(Stored data)
%%
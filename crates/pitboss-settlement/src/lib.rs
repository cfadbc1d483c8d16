//! # pitboss-settlement
//!
//! **Match lifecycle, wagers, and settlement** for Pitboss.
//!
//! ## Architecture
//!
//! Controllers are stateless handles over a shared [`LedgerStore`]. Every
//! mutating operation is one ledger transaction:
//! 1. [`MatchController`]: OPEN → LOCKED → SETTLED per channel, one open
//!    match per channel, score tracking, direct result recording
//! 2. [`WagerController`]: place / replace / refund bets on an open match,
//!    with stakes escrowed out of the bettor's base wallet
//! 3. **settle**: the atomic pari-mutuel settlement shared by both
//!    settlement entry points
//! 4. [`PoolAudit`]: post-settlement checks on the receipt
//! 5. [`Queries`]: read models (snapshot, leaderboards, stats, history)
//!
//! ## Settlement flow
//!
//! ```text
//! CAS LOCKED→SETTLED → partition pending bets → payouts (engine + bonus)
//!     → bets SETTLED, winners credited → Elo + deltas → receipt
//! ```
//!
//! [`LedgerStore`]: pitboss_ledger::LedgerStore

pub mod accounts;
pub mod audit;
pub mod bonus;
pub mod escrow;
pub mod lifecycle;
pub mod queries;
pub mod settings;
pub mod settle;
pub mod telemetry;
pub mod wager;

pub use accounts::Accounts;
pub use audit::PoolAudit;
pub use bonus::{BonusPolicy, NoBonus, StreakBonus};
pub use lifecycle::{MatchController, RecordOutcome};
pub use queries::Queries;
pub use settings::Settings;
pub use telemetry::init_logging;
pub use wager::WagerController;
//! In-process ledger.
//!
//! Each transaction works on a private copy of the tables while holding the
//! store lock, and the copy replaces the live tables only when the closure
//! returns `Ok`. That gives serializable isolation and all-or-nothing
//! commits at the cost of one table clone per transaction.
//!
//! Calling back into the same store from inside a transaction deadlocks.

use std::collections::HashMap;

use parking_lot::Mutex;
use pitboss_types::{
    Bet, BetId, ChannelId, Coin, Match, MatchId, MatchState, PitbossError, RatingDelta,
    RatingRecord, Result, Symbol, User, UserId, WalletEntry, username_key,
};
use rust_decimal::Decimal;
use tracing::debug;

use crate::WalletBook;
use crate::store::{LedgerStore, LedgerTx, LedgerView};

#[derive(Debug, Clone, Default)]
struct Tables {
    users: HashMap<UserId, User>,
    usernames: HashMap<String, UserId>,
    matches: HashMap<MatchId, Match>,
    /// Insertion order, oldest first.
    match_order: Vec<MatchId>,
    bets: HashMap<BetId, Bet>,
    bet_index: HashMap<(MatchId, UserId), BetId>,
    bet_order: Vec<BetId>,
    ratings: HashMap<UserId, RatingRecord>,
    rating_deltas: Vec<RatingDelta>,
    coins: HashMap<Symbol, Coin>,
    wallets: WalletBook,
}

/// Serializable in-memory [`LedgerStore`].
#[derive(Debug, Default)]
pub struct MemoryLedger {
    tables: Mutex<Tables>,
}

impl MemoryLedger {
    #[must_use]
    pub fn new() -> Self {
        Self::default()
    }
}

impl LedgerStore for MemoryLedger {
    fn transaction<T, F>(&self, f: F) -> Result<T>
    where
        F: FnOnce(&mut dyn LedgerTx) -> Result<T>,
    {
        let mut live = self.tables.lock();
        let mut draft = live.clone();
        match f(&mut draft) {
            Ok(out) => {
                *live = draft;
                Ok(out)
            }
            Err(err) => {
                debug!(error = %err, "ledger transaction rolled back");
                Err(err)
            }
        }
    }

    fn read<T, F>(&self, f: F) -> Result<T>
    where
        F: FnOnce(&dyn LedgerView) -> Result<T>,
    {
        let live = self.tables.lock();
        f(&*live)
    }
}

impl LedgerView for Tables {
    fn user(&self, id: UserId) -> Option<User> {
        self.users.get(&id).cloned()
    }

    fn user_by_name(&self, username: &str) -> Option<User> {
        self.usernames
            .get(&username_key(username))
            .and_then(|id| self.users.get(id))
            .cloned()
    }

    fn users(&self) -> Vec<User> {
        self.users.values().cloned().collect()
    }

    fn match_by_id(&self, id: MatchId) -> Option<Match> {
        self.matches.get(&id).cloned()
    }

    fn latest_match(&self, channel: &ChannelId, states: &[MatchState]) -> Option<Match> {
        self.match_order
            .iter()
            .rev()
            .filter_map(|id| self.matches.get(id))
            .find(|m| &m.channel == channel && states.contains(&m.state))
            .cloned()
    }

    fn matches_for_user(&self, user: UserId) -> Vec<Match> {
        self.match_order
            .iter()
            .rev()
            .filter_map(|id| self.matches.get(id))
            .filter(|m| m.side_of(user).is_some())
            .cloned()
            .collect()
    }

    fn bet(&self, match_id: MatchId, bettor: UserId) -> Option<Bet> {
        self.bet_index
            .get(&(match_id, bettor))
            .and_then(|id| self.bets.get(id))
            .cloned()
    }

    fn bets_for_match(&self, match_id: MatchId) -> Vec<Bet> {
        self.bet_order
            .iter()
            .filter_map(|id| self.bets.get(id))
            .filter(|b| b.match_id == match_id)
            .cloned()
            .collect()
    }

    fn bets_for_user(&self, bettor: UserId) -> Vec<Bet> {
        self.bet_order
            .iter()
            .rev()
            .filter_map(|id| self.bets.get(id))
            .filter(|b| b.bettor == bettor)
            .cloned()
            .collect()
    }

    fn rating(&self, user: UserId) -> Option<RatingRecord> {
        self.ratings.get(&user).copied()
    }

    fn ratings(&self) -> Vec<RatingRecord> {
        self.ratings.values().copied().collect()
    }

    fn rating_deltas(&self, match_id: MatchId) -> Vec<RatingDelta> {
        self.rating_deltas
            .iter()
            .filter(|d| d.match_id == match_id)
            .copied()
            .collect()
    }

    fn coin(&self, symbol: &str) -> Option<Coin> {
        self.coins.get(symbol).cloned()
    }

    fn coins(&self) -> Vec<Coin> {
        let mut coins: Vec<Coin> = self.coins.values().cloned().collect();
        coins.sort_by(|a, b| a.symbol.cmp(&b.symbol));
        coins
    }

    fn wallet_balance(&self, user: UserId, symbol: &str) -> Decimal {
        self.wallets.balance(user, symbol)
    }

    fn wallets_of(&self, user: UserId) -> Vec<(Symbol, Decimal)> {
        self.wallets.wallets_of(user)
    }

    fn wallets(&self, symbol: &str) -> Vec<WalletEntry> {
        self.wallets.holders(symbol)
    }

    fn circulation(&self, symbol: &str) -> Decimal {
        self.wallets.total_supply(symbol)
    }
}

impl LedgerTx for Tables {
    fn insert_user(&mut self, user: User) -> Result<()> {
        let key = user.key();
        if self.usernames.contains_key(&key) {
            return Err(PitbossError::DuplicateUser(user.username));
        }
        self.usernames.insert(key, user.id);
        self.users.insert(user.id, user);
        Ok(())
    }

    fn insert_match(&mut self, matchup: Match) -> Result<()> {
        if self.matches.contains_key(&matchup.id) {
            return Err(PitbossError::InvariantViolation {
                reason: format!("{} inserted twice", matchup.id),
            });
        }
        self.match_order.push(matchup.id);
        self.matches.insert(matchup.id, matchup);
        Ok(())
    }

    fn transition_match(&mut self, id: MatchId, expected: MatchState, next: MatchState) -> Result<Match> {
        let row = self.matches.get_mut(&id).ok_or(PitbossError::MatchNotFound(id))?;
        if row.state != expected {
            if row.state == MatchState::Settled {
                return Err(PitbossError::AlreadySettled(id));
            }
            return Err(PitbossError::StateConflict {
                match_id: id,
                expected,
                actual: row.state,
            });
        }
        if !expected.can_transition_to(next) {
            return Err(PitbossError::InvariantViolation {
                reason: format!("illegal transition {expected} -> {next} for {id}"),
            });
        }
        row.state = next;
        Ok(row.clone())
    }

    fn update_match(&mut self, matchup: &Match) -> Result<()> {
        let row = self
            .matches
            .get_mut(&matchup.id)
            .ok_or(PitbossError::MatchNotFound(matchup.id))?;
        if row.state != matchup.state {
            return Err(PitbossError::StateConflict {
                match_id: matchup.id,
                expected: row.state,
                actual: matchup.state,
            });
        }
        *row = matchup.clone();
        Ok(())
    }

    fn upsert_bet(&mut self, bet: Bet, replace: bool) -> Result<Option<Bet>> {
        let key = (bet.match_id, bet.bettor);
        match self.bet_index.get(&key).copied() {
            Some(existing_id) => {
                if !replace {
                    let bettor = self
                        .users
                        .get(&bet.bettor)
                        .map_or_else(|| bet.bettor.to_string(), |u| u.username.clone());
                    return Err(PitbossError::BetExists {
                        match_id: bet.match_id,
                        bettor,
                    });
                }
                let previous = self.bets.get(&existing_id).cloned();
                let placed_at = previous.as_ref().map_or(bet.placed_at, |p| p.placed_at);
                self.bets.insert(
                    existing_id,
                    Bet {
                        id: existing_id,
                        placed_at,
                        ..bet
                    },
                );
                Ok(previous)
            }
            None => {
                self.bet_index.insert(key, bet.id);
                self.bet_order.push(bet.id);
                self.bets.insert(bet.id, bet);
                Ok(None)
            }
        }
    }

    fn update_bet(&mut self, bet: &Bet) -> Result<()> {
        let row = self.bets.get_mut(&bet.id).ok_or_else(|| PitbossError::BetNotFound {
            match_id: bet.match_id,
            bettor: bet.bettor.to_string(),
        })?;
        *row = bet.clone();
        Ok(())
    }

    fn put_rating(&mut self, record: RatingRecord) {
        self.ratings.insert(record.user, record);
    }

    fn append_rating_delta(&mut self, delta: RatingDelta) {
        self.rating_deltas.push(delta);
    }

    fn put_coin(&mut self, coin: Coin) {
        self.coins.insert(coin.symbol.clone(), coin);
    }

    fn credit(&mut self, user: UserId, symbol: &str, amount: Decimal) -> Result<Decimal> {
        self.wallets.credit(user, symbol, amount)
    }

    fn debit(&mut self, user: UserId, symbol: &str, amount: Decimal) -> Result<Decimal> {
        self.wallets.debit(user, symbol, amount)
    }
}

#[cfg(test)]
mod tests {
    use chrono::Utc;
    use pitboss_types::{BetRequest, BetStatus, Side};

    use super::*;

    fn seeded() -> (MemoryLedger, User, User) {
        let ledger = MemoryLedger::new();
        let a = User::new("Alice");
        let b = User::new("Bob");
        let (a2, b2) = (a.clone(), b.clone());
        ledger
            .transaction(|tx| {
                tx.insert_user(a2)?;
                tx.insert_user(b2)
            })
            .unwrap();
        (ledger, a, b)
    }

    fn open(ledger: &MemoryLedger, a: &User, b: &User) -> Match {
        let m = Match::open(ChannelId::new("main"), a.id, b.id, Utc::now());
        let row = m.clone();
        ledger.transaction(|tx| tx.insert_match(row)).unwrap();
        m
    }

    #[test]
    fn username_lookup_is_case_insensitive() {
        let (ledger, a, _) = seeded();
        let found = ledger.read(|v| Ok(v.user_by_name("  aLiCe"))).unwrap();
        assert_eq!(found.map(|u| u.id), Some(a.id));
    }

    #[test]
    fn duplicate_username_rejected() {
        let (ledger, _, _) = seeded();
        let err = ledger.transaction(|tx| tx.insert_user(User::new("ALICE"))).unwrap_err();
        assert!(matches!(err, PitbossError::DuplicateUser(_)));
    }

    #[test]
    fn failed_transaction_leaves_no_trace() {
        let (ledger, a, _) = seeded();
        let err = ledger
            .transaction(|tx| {
                tx.credit(a.id, "DSC", Decimal::from(500))?;
                tx.debit(a.id, "DSC", Decimal::from(900))
            })
            .unwrap_err();
        assert!(matches!(err, PitbossError::InsufficientBalance { .. }));
        let balance = ledger.read(|v| Ok(v.wallet_balance(a.id, "DSC"))).unwrap();
        assert_eq!(balance, Decimal::ZERO);
    }

    #[test]
    fn transition_is_compare_and_set() {
        let (ledger, a, b) = seeded();
        let m = open(&ledger, &a, &b);
        let locked = ledger
            .transaction(|tx| tx.transition_match(m.id, MatchState::Open, MatchState::Locked))
            .unwrap();
        assert_eq!(locked.state, MatchState::Locked);

        let err = ledger
            .transaction(|tx| tx.transition_match(m.id, MatchState::Open, MatchState::Locked))
            .unwrap_err();
        assert!(matches!(err, PitbossError::StateConflict { .. }));

        ledger
            .transaction(|tx| tx.transition_match(m.id, MatchState::Locked, MatchState::Settled))
            .unwrap();
        let err = ledger
            .transaction(|tx| tx.transition_match(m.id, MatchState::Locked, MatchState::Settled))
            .unwrap_err();
        assert!(matches!(err, PitbossError::AlreadySettled(_)));
    }

    #[test]
    fn latest_match_filters_by_state() {
        let (ledger, a, b) = seeded();
        let first = open(&ledger, &a, &b);
        let second = open(&ledger, &b, &a);
        let ch = ChannelId::new("main");
        let latest = ledger.read(|v| Ok(v.latest_match(&ch, &[MatchState::Open]))).unwrap();
        assert_eq!(latest.map(|m| m.id), Some(second.id));
        ledger
            .transaction(|tx| tx.transition_match(second.id, MatchState::Open, MatchState::Settled))
            .unwrap();
        let latest = ledger.read(|v| Ok(v.latest_match(&ch, &[MatchState::Open]))).unwrap();
        assert_eq!(latest.map(|m| m.id), Some(first.id));
        let other = ledger
            .read(|v| Ok(v.latest_match(&ChannelId::new("side"), &[MatchState::Open])))
            .unwrap();
        assert!(other.is_none());
    }

    #[test]
    fn upsert_without_replace_conflicts() {
        let (ledger, a, b) = seeded();
        let m = open(&ledger, &a, &b);
        let req = BetRequest::fixture(m.id, "Alice", Side::P1, 3, 100);
        let first = req.to_bet(a.id, Utc::now());
        ledger.transaction(|tx| tx.upsert_bet(first, false)).unwrap();

        let second = req.to_bet(a.id, Utc::now());
        let err = ledger.transaction(|tx| tx.upsert_bet(second, false)).unwrap_err();
        assert!(matches!(err, PitbossError::BetExists { ref bettor, .. } if bettor == "Alice"));
    }

    #[test]
    fn upsert_with_replace_keeps_row_identity() {
        let (ledger, a, b) = seeded();
        let m = open(&ledger, &a, &b);
        let first = BetRequest::fixture(m.id, "Alice", Side::P1, 3, 100).to_bet(a.id, Utc::now());
        let first_id = first.id;
        ledger.transaction(|tx| tx.upsert_bet(first, false)).unwrap();

        let replacement = BetRequest::fixture(m.id, "Alice", Side::P2, 9, 250).to_bet(a.id, Utc::now());
        let previous = ledger.transaction(|tx| tx.upsert_bet(replacement, true)).unwrap();
        assert_eq!(previous.map(|p| p.amount), Some(100));

        let rows = ledger.read(|v| Ok(v.bets_for_match(m.id))).unwrap();
        assert_eq!(rows.len(), 1);
        assert_eq!(rows[0].id, first_id);
        assert_eq!(rows[0].amount, 250);
        assert_eq!(rows[0].predicted_winner, Side::P2);
        assert_eq!(rows[0].status, BetStatus::Pending);
    }

    #[test]
    fn reads_inside_transaction_see_own_writes() {
        let (ledger, a, _) = seeded();
        let seen = ledger
            .transaction(|tx| {
                tx.credit(a.id, "DSC", Decimal::from(42))?;
                Ok(tx.wallet_balance(a.id, "DSC"))
            })
            .unwrap();
        assert_eq!(seen, Decimal::from(42));
    }

    #[test]
    fn matches_for_user_newest_first() {
        let (ledger, a, b) = seeded();
        let first = open(&ledger, &a, &b);
        let second = open(&ledger, &a, &b);
        let rows = ledger.read(|v| Ok(v.matches_for_user(b.id))).unwrap();
        assert_eq!(rows.iter().map(|m| m.id).collect::<Vec<_>>(), vec![second.id, first.id]);
        let none = ledger.read(|v| Ok(v.matches_for_user(UserId::new()))).unwrap();
        assert!(none.is_empty());
    }
}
%%
▶ Work to complete
Would you set down, word for word, the lines from the opening of the entries above through the line with "settlement entry points", both included, and no others?

▶ Written response
filename crates/pitboss-settlement/src/lib.rs
repository cfadbc1d483c8d16
//! # pitboss-settlement
//!
//! **Match lifecycle, wagers, and settlement** for Pitboss.
//!
//! ## Architecture
//!
//! Controllers are stateless handles over a shared [`LedgerStore`]. Every
//! mutating operation is one ledger transaction:
//! 1. [`MatchController`]: OPEN → LOCKED → SETTLED per channel, one open
//!    match per channel, score tracking, direct result recording
//! 2. [`WagerController`]: place / replace / refund bets on an open match,
//!    with stakes escrowed out of the bettor's base wallet
//! 3. **settle**: the atomic pari-mutuel settlement shared by both
//!    settlement entry points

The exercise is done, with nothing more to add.